I believe I really did. My dispute with you was, in my view, not over this point, but over your method for determining it, by requiring something to be on wiki. I in fact voiced, in my first reply on the subject, that I agreed with most of your limits for inclusion - just not the one about needing to be on wikipedia.
"I can agree, to an extent, with your declaration that no episodes or songs be included - after all, most of the time this kind of thing is just thrown around as a "spooky, esoteric term". But if a work is deeply based on the concept, and is not so completely trivial as to basically just be some kid in his garage, it is fair to include it as a reference in popular culture. After all, being the English wikipedia just means we cover things in the English language - it does not mean that we don't care about the non-English-speaking world."
"In the end I had to go and find policies to back me up, at which point you said "We should limit the list to entries that are notable or uniquely interesting, and back these up with sources - I in fact have agreed with this from the start." Well, firstly, you never actually said that from the start, you instead chose to "discuss" the things you disagreed with me on; and secondly, to say that you said this from the start is disingenuous. In your immediately preceding post, you said "WP:Notability does not apply to the CONTENT of an article - only the topic itself"."
"For a good example of where to draw the line, I would say that anything that goes into the details of the concept, and can find professional sources with a quick web search, should be acceptable, song, episode, or not."
"I could only interpret this as disagreeing with me that entries in the cultural references list, i.e. the CONTENT of the SDS article, should be notable. In fact that whole post is a perfect example of how, rather than attempt to understand what I'm trying to do, you listed the ways in which you disagreed with me."
By the definitions of notability given by Wikipedia guidelines, I did not and do not believe we should require that for the section. We can find sources from the creator that something is based on the SDS, but we are simply not going to find widespread reception and coverage on this reference - in fact, in most cases we'd be lucky to find such an amount of coverage on the work itself. If you mean something else by "notable", please clarify it.
"I think generally on talk pages people would appreciate it if you remembered that Wikipedia is supposed to be a collaborative exercise; we're supposed to be working together to make the encyclopedia better. I would certainly appreciate it if you made more positive suggestions about how we are going to reach a sensible set of guidelines, rather than focusing on how and why you think I'm wrong."
From my viewpoint, I was. I was trying to illustrate the apparent dangers of relying upon wikipedia as one of those guidelines. I agree with your main goal, and once I get some personal tasks done I'll get to work cleaning the section up. I just don't believe in creating a "walled garden" out of wikipedia.

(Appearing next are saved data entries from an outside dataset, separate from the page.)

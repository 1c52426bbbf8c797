use thiserror::Error;

#[derive(Debug, Error)]
pub enum TrackError {
    #[error("track parse error: {0}")]
    Parse(String),

    #[error("CSV read error: {0}")]
    Csv(#[from] csv::Error),

    #[error("I/O error: {0}")]
    Io(#[from] std::io::Error),
}

pub type TrackResult<T> = Result<T, TrackError>;
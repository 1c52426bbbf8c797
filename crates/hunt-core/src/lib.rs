//! `hunt-core` — foundational types for the `rust_hunt` AR treasure-hunt core.
//!
//! This crate is a dependency of every other `hunt-*` crate.  It has no
//! `hunt-*` dependencies and minimal external ones (only `rand` and
//! `thiserror`, plus optional `serde`).
//!
//! # What lives here
//!
//! | Module          | Contents                                              |
//! |-----------------|-------------------------------------------------------|
//! | [`geo`]         | `Coordinate`, haversine distance, initial bearing     |
//! | [`ids`]         | `TreasureId`                                          |
//! | [`time`]        | `Millis`, `GameClock`                                 |
//! | [`rng`]         | `HuntRng`                                             |
//! | [`config`]      | `HuntConfig`, `TrackingOptions`                       |
//! | [`error`]       | `HuntError`, `HuntResult`, `LocationError`            |
//!
//! # Feature flags
//!
//! | Flag    | Effect                                                     |
//! |---------|------------------------------------------------------------|
//! | `serde` | Adds `Serialize`/`Deserialize` to all public types.        |

pub mod config;
pub mod error;
pub mod geo;
pub mod ids;
pub mod rng;
pub mod time;


// ── Re-exports ────────────────────────────────────────────────────────────────

pub use config::{HuntConfig, TrackingOptions};
pub use error::{HuntError, HuntResult, LocationError};
pub use geo::{Coordinate, EARTH_RADIUS_M, bearing_radians, distance_meters};
pub use ids::TreasureId;
pub use rng::HuntRng;
pub use time::{GameClock, Millis};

I hope this reply doesn't sound to aggressive, and I look forward to cleaning up the SDS article with you this summer. Cheers!Not even Mr. Lister's Koromon survived intact. 06:51, 21 May 2008 (UTC)

No that doesn't come across as aggressive, I'm sure we can work together. I disagree with you however on notability; I don't see why something which wouldn't be covered in Wikipedia in normal circumstances should get a one line mention in the SDS article. Following the discussion with you I have however slightly modified my view, and I'm prepared to accept that we can include things which, for whatever reason, would meet notability criteria but don't currently have a Wikipedia entry.
Also, I'm a bit reluctant to rely on the author for a reference; yes, the author is the person in the best position to say what's in a piece of his or her work, but apart from anything else, they've been known to lie; I can think of half a dozen examples where authors made a quote up for the press because they thought it was amusing, or they wanted to deny that a song was about X (for example). They don't necessarily qualify as a Reliable Source. The other reason I want to see a third party reference is simply that this is also a better guide to notability; anyone can write a blog about their work, but it may have sold two copies. Something which was reviewed in the national press has a much better claim to be worth recording in Wikipedia. --Merlinme (talk) 07:46, 21 May 2008 (UTC)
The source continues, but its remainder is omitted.